SSE mode additional options:

  • -p, --port <number>: Port for the SSE server (default: 3000)

  • -e, --endpoint <path>: SSE endpoint path (default: /sse)

Development and Contribution

Project Structure

wc-mcp/
├── src/                   # Source code
│   ├── cli/               # Command-line interface
│   ├── config/            # Configuration management
│   ├── mcp/               # MCP implementation
│   ├── services/          # WaterCrawl API services
│   └── tools/             # MCP tools implementation
├── tests/                 # Test suite
├── dist/                  # Compiled JavaScript
├── tsconfig.json          # TypeScript configuration
├── package.json           # npm package configuration
└── README.md              # This file

Setup for Development

  1. Clone the repository and install dependencies:

git clone https://github.com/watercrawl/watercrawl-mcp
cd watercrawl-mcp
npm install
  1. Build the project:

npm run build
  1. Link the package for local development:

npm link @watercrawl/mcp

Contribution Guidelines

  1. Fork the repository

  2. Create a feature branch (git checkout -b feature/your-feature)

  3. Commit your changes (git commit -m 'Add your feature')
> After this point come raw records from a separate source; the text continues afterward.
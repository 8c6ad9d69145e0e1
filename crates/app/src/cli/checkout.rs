use bengkel::checkout::{CheckoutForm, PaymentMethod, ShippingMethod};
use bengkel_app::{
    context::AppContext,
    domain::{carts::load_cart, checkout::Checkout},
};
use clap::{Args, Subcommand};

use crate::cli::{cart::SelectionArgs, failed, money};

#[derive(Debug, Args)]
pub(crate) struct CheckoutCommand {
    #[command(subcommand)]
    command: CheckoutSubcommand,
}

#[derive(Debug, Subcommand)]
enum CheckoutSubcommand {
    /// Hand the chosen cart lines over to checkout
    Begin(SelectionArgs),

    /// Price the handed-off items with a shipping option
    Summary {
        /// Shipping option (reguler, express)
        #[arg(long, default_value = "reguler")]
        shipping: ShippingMethod,
    },

    /// Place the order
    Submit(SubmitArgs),
}

#[derive(Debug, Args)]
struct SubmitArgs {
    /// Recipient name
    #[arg(long)]
    recipient: String,

    /// Recipient phone number
    #[arg(long)]
    phone: String,

    /// Delivery address
    #[arg(long)]
    address: String,

    /// Shipping option (reguler, express)
    #[arg(long, default_value = "reguler")]
    shipping: ShippingMethod,

    /// Payment option (bank_transfer, cod, ewallet)
    #[arg(long, default_value = "bank_transfer")]
    payment: PaymentMethod,

    /// Bank, required for bank transfer
    #[arg(long)]
    bank: Option<String>,

    /// Note to the shop
    #[arg(long)]
    notes: Option<String>,
}

pub(crate) async fn run(context: &AppContext, command: CheckoutCommand) -> Result<(), String> {
    match command.command {
        CheckoutSubcommand::Begin(selection) => {
            let mut cart = load_cart(context.cart.as_ref())
                .await
                .map_err(|error| failed("load cart", &error))?;

            selection.apply(&mut cart)?;

            let items = context
                .checkout
                .begin(&cart)
                .map_err(|error| failed("start checkout", &error))?;

            println!("{} item(s) ready for checkout", items.len());
        }
        CheckoutSubcommand::Summary { shipping } => {
            let summary = context
                .checkout
                .summary(shipping)
                .map_err(|error| failed("load checkout", &error))?;

            for item in &summary.items {
                println!(
                    "product {}\t× {}\t{}",
                    item.product_id,
                    item.quantity,
                    money(&item.subtotal)
                );
            }

            println!("subtotal: {}", money(&summary.totals.subtotal));
            println!("shipping ({shipping}): {}", money(&summary.totals.shipping_cost));
            println!("total: {}", money(&summary.totals.total));
        }
        CheckoutSubcommand::Submit(args) => {
            let order = context
                .checkout
                .submit(CheckoutForm {
                    recipient_name: args.recipient,
                    phone: args.phone,
                    address: args.address,
                    shipping: args.shipping,
                    payment: args.payment,
                    bank: args.bank,
                    notes: args.notes,
                })
                .await
                .map_err(|error| failed("place order", &error))?;

            println!("order {} placed, total {}", order.id, money(&order.total));
            println!("track it at {}", Checkout::confirmation_path(order.id));
        }
    }

    Ok(())
}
  4. Push to the branch (git push origin feature/your-feature)

  5. Open a Pull Request

Installation (Alternative to npx)

Global Installation

npm install -g @watercrawl/mcp

Local Installation

npm install @watercrawl/mcp

Configuration

Configure WaterCrawl MCP using environment variables or command-line parameters.

Environment Variables

Create a .env file or set environment variables:

WATERCRAWL_BASE_URL=https://app.watercrawl.dev
WATERCRAWL_API_KEY=YOUR_API_KEY
SSE_PORT=3000                  # Optional, for SSE mode
SSE_ENDPOINT=/sse              # Optional, for SSE mode

Available Tools

The WaterCrawl MCP server provides the following tools:

1. scrape-url

Scrape content from a URL with customizable options.

{
  "url": "https://example.com",
  "pageOptions": {
    "exclude_tags": ["script", "style"],
    "include_tags": ["p", "h1", "h2"],
    "wait_time": 1000,
    "only_main_content": true,
    "include_html": false,
    "include_links": true,
    "timeout": 15000,
    "accept_cookies_selector": ".cookies-accept-button",
    "locale": "en-US",
    "extra_headers": {
      "User-Agent": "Custom User Agent"
    },
    "actions": [
      {"type": "screenshot"},
      {"type": "pdf"}
    ]
  },
  "sync": true,
  "download": true
}

Search the web using WaterCrawl.

{
  "query": "artificial intelligence latest developments",
  "searchOptions": {
    "language": "en",
    "country": "us",
    "time_range": "recent",
    "search_type": "web",
    "depth": "deep"
  },
  "resultLimit": 5,
  "sync": true,
  "download": true
}

3. download-sitemap

Download a sitemap from a crawl request in different formats.

{
  "crawlRequestId": "uuid-of-crawl-request",
  "format": "json" // or "graph" or "markdown"
}

4. manage-crawl

Manage crawl requests: list, get details, stop, or download results.

{
  "action": "list", // or "get", "stop", "download"
  "crawlRequestId": "uuid-of-crawl-request", // for get, stop, and download actions
  "page": 1,
  "pageSize": 10
}

Manage search requests: list, get details, or stop running searches.

{
  "action": "list", // or "get", "stop"
  "searchRequestId": "uuid-of-search-request", // for get and stop actions
  "page": 1,
  "pageSize": 10,
  "download": true
}

6. monitor-request

Monitor a crawl or search request in real-time, with timeout control.

{
  "type": "crawl", // or "search"
  "requestId": "uuid-of-request",
  "timeout": 30, // in seconds
  "download": true
}

License

ISC

-
security - not tested
F
license - not found
-
quality - not tested

Resources

Unclaimed servers have limited discoverability.

Looking for Admin?

If you are the server author, to access and configure the admin panel.

Latest Blog Posts

MCP directory API

We provide all the information about MCP servers via our MCP API.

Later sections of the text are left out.